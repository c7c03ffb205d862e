//! Streaming HTTP transport.
//!
//! The controller only needs one capability from the network: POST a JSON
//! body with some headers and get back a status code plus the response body
//! as a stream of byte chunks. [`Transport`] is that seam; [`HttpTransport`]
//! implements it with `reqwest`, and tests substitute scripted transports.

use crate::{Error, Result};
use async_trait::async_trait;
use bytes::Bytes;
use futures::stream::{Stream, StreamExt};
use std::pin::Pin;
use std::time::Duration;

/// A pinned, boxed stream of raw body chunks.
pub type ByteStream = Pin<Box<dyn Stream<Item = Result<Bytes>> + Send>>;

/// Status line and body of a streaming response.
pub struct TransportResponse {
    pub status: u16,
    pub body: ByteStream,
}

impl std::fmt::Debug for TransportResponse {
    fn fmt(&self, f: &mut std::fmt::Formatter<'_>) -> std::fmt::Result {
        f.debug_struct("TransportResponse")
            .field("status", &self.status)
            .finish_non_exhaustive()
    }
}

/// POST-a-JSON-body-and-stream-the-response capability.
#[async_trait]
pub trait Transport: Send + Sync {
    async fn post_stream(
        &self,
        url: &str,
        headers: &[(&str, String)],
        body: &serde_json::Value,
    ) -> Result<TransportResponse>;
}

/// `reqwest`-backed transport.
#[derive(Debug, Clone)]
pub struct HttpTransport {
    client: reqwest::Client,
}

impl HttpTransport {
    /// Builds a client with the given connect and read timeout.
    ///
    /// The timeout bounds each read rather than the whole request, since a
    /// long turn may legitimately stream for minutes.
    pub fn new(timeout_secs: u64) -> Result<Self> {
        let timeout = Duration::from_secs(timeout_secs);
        let client = reqwest::Client::builder()
            .connect_timeout(timeout)
            .read_timeout(timeout)
            .build()
            .map_err(|e| Error::config(format!("Failed to build HTTP client: {}", e)))?;
        Ok(Self { client })
    }

    /// Wraps an existing client (shared connection pool, custom TLS, ...).
    pub fn with_client(client: reqwest::Client) -> Self {
        Self { client }
    }
}

#[async_trait]
impl Transport for HttpTransport {
    async fn post_stream(
        &self,
        url: &str,
        headers: &[(&str, String)],
        body: &serde_json::Value,
    ) -> Result<TransportResponse> {
        let mut request = self.client.post(url).json(body);
        for (name, value) in headers {
            request = request.header(*name, value);
        }

        let response = request.send().await.map_err(|e| {
            if e.is_timeout() {
                Error::timeout()
            } else {
                Error::Http(e)
            }
        })?;

        let status = response.status().as_u16();
        let body = response.bytes_stream().map(|chunk| chunk.map_err(Error::Http));

        Ok(TransportResponse {
            status,
            body: Box::pin(body),
        })
    }
}
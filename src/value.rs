//! Closed value type for tool inputs and server tool payloads.
//!
//! Tool arguments arrive from the model as arbitrary JSON. Rather than passing
//! `serde_json::Value` through every layer, the engine narrows them into
//! [`ToolValue`], a small tagged union that the host application can match on
//! exhaustively. Unknown object keys are kept as-is, so a value that was
//! decoded from the stream serializes back to the same JSON when the history
//! is replayed to the remote API.

use serde::{Deserialize, Serialize};
use serde_json::Value;
use std::collections::BTreeMap;

/// Structured tool input: a JSON object with [`ToolValue`] fields.
pub type ToolInput = BTreeMap<String, ToolValue>;

/// A JSON-compatible value with integers and floats kept apart.
#[derive(Debug, Clone, PartialEq, Serialize, Deserialize, Default)]
#[serde(untagged)]
pub enum ToolValue {
    #[default]
    Null,
    Bool(bool),
    Int(i64),
    Float(f64),
    String(String),
    Array(Vec<ToolValue>),
    Object(BTreeMap<String, ToolValue>),
}

impl ToolValue {
    /// Returns the string slice if this is a `String`.
    pub fn as_str(&self) -> Option<&str> {
        match self {
            ToolValue::String(s) => Some(s),
            _ => None,
        }
    }

    /// Returns the integer if this is an `Int`.
    pub fn as_i64(&self) -> Option<i64> {
        match self {
            ToolValue::Int(n) => Some(*n),
            _ => None,
        }
    }

    /// Numeric view that accepts both `Int` and `Float`.
    pub fn as_f64(&self) -> Option<f64> {
        match self {
            ToolValue::Int(n) => Some(*n as f64),
            ToolValue::Float(f) => Some(*f),
            _ => None,
        }
    }

    pub fn as_bool(&self) -> Option<bool> {
        match self {
            ToolValue::Bool(b) => Some(*b),
            _ => None,
        }
    }

    pub fn as_object(&self) -> Option<&BTreeMap<String, ToolValue>> {
        match self {
            ToolValue::Object(map) => Some(map),
            _ => None,
        }
    }

    /// Field lookup on objects; `None` for every other variant.
    pub fn get(&self, key: &str) -> Option<&ToolValue> {
        self.as_object().and_then(|map| map.get(key))
    }

    /// Converts into a `serde_json::Value`.
    pub fn to_json(&self) -> Value {
        match self {
            ToolValue::Null => Value::Null,
            ToolValue::Bool(b) => Value::Bool(*b),
            ToolValue::Int(n) => Value::from(*n),
            // Non-finite floats have no JSON form.
            ToolValue::Float(f) => serde_json::Number::from_f64(*f)
                .map(Value::Number)
                .unwrap_or(Value::Null),
            ToolValue::String(s) => Value::String(s.clone()),
            ToolValue::Array(items) => Value::Array(items.iter().map(ToolValue::to_json).collect()),
            ToolValue::Object(map) => Value::Object(
                map.iter()
                    .map(|(k, v)| (k.clone(), v.to_json()))
                    .collect(),
            ),
        }
    }
}

impl From<Value> for ToolValue {
    fn from(value: Value) -> Self {
        match value {
            Value::Null => ToolValue::Null,
            Value::Bool(b) => ToolValue::Bool(b),
            Value::Number(n) => match n.as_i64() {
                Some(i) => ToolValue::Int(i),
                // u64 beyond i64::MAX and all fractional numbers land here.
                None => ToolValue::Float(n.as_f64().unwrap_or(0.0)),
            },
            Value::String(s) => ToolValue::String(s),
            Value::Array(items) => ToolValue::Array(items.into_iter().map(ToolValue::from).collect()),
            Value::Object(map) => ToolValue::Object(
                map.into_iter()
                    .map(|(k, v)| (k, ToolValue::from(v)))
                    .collect(),
            ),
        }
    }
}

impl From<&str> for ToolValue {
    fn from(s: &str) -> Self {
        ToolValue::String(s.to_string())
    }
}

impl From<String> for ToolValue {
    fn from(s: String) -> Self {
        ToolValue::String(s)
    }
}

impl From<i64> for ToolValue {
    fn from(n: i64) -> Self {
        ToolValue::Int(n)
    }
}

impl From<f64> for ToolValue {
    fn from(f: f64) -> Self {
        ToolValue::Float(f)
    }
}

impl From<bool> for ToolValue {
    fn from(b: bool) -> Self {
        ToolValue::Bool(b)
    }
}

/// Converts a JSON value into a [`ToolInput`].
///
/// Objects map field-by-field. Any other JSON shape is not a valid tool
/// input and yields `None`.
pub fn input_from_json(value: Value) -> Option<ToolInput> {
    match ToolValue::from(value) {
        ToolValue::Object(map) => Some(map),
        _ => None,
    }
}

/// Renders a [`ToolInput`] as a JSON object value.
pub fn input_to_json(input: &ToolInput) -> Value {
    Value::Object(input.iter().map(|(k, v)| (k.clone(), v.to_json())).collect())
}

ABOUT THIS TASK: Could you return, word for word, only the lines running from the first line of the material above to the line that contains "pub type ByteStream", inclusive?

THE COMPLETED TASK:
repository c7c03ffb205d862e
//! Streaming HTTP transport.
//!
//! The controller only needs one capability from the network: POST a JSON
//! body with some headers and get back a status code plus the response body
//! as a stream of byte chunks. [`Transport`] is that seam; [`HttpTransport`]
//! implements it with `reqwest`, and tests substitute scripted transports.

use crate::{Error, Result};
use async_trait::async_trait;
use bytes::Bytes;
use futures::stream::{Stream, StreamExt};
use std::pin::Pin;
use std::time::Duration;

/// A pinned, boxed stream of raw body chunks.
pub type ByteStream = Pin<Box<dyn Stream<Item = Result<Bytes>> + Send>>;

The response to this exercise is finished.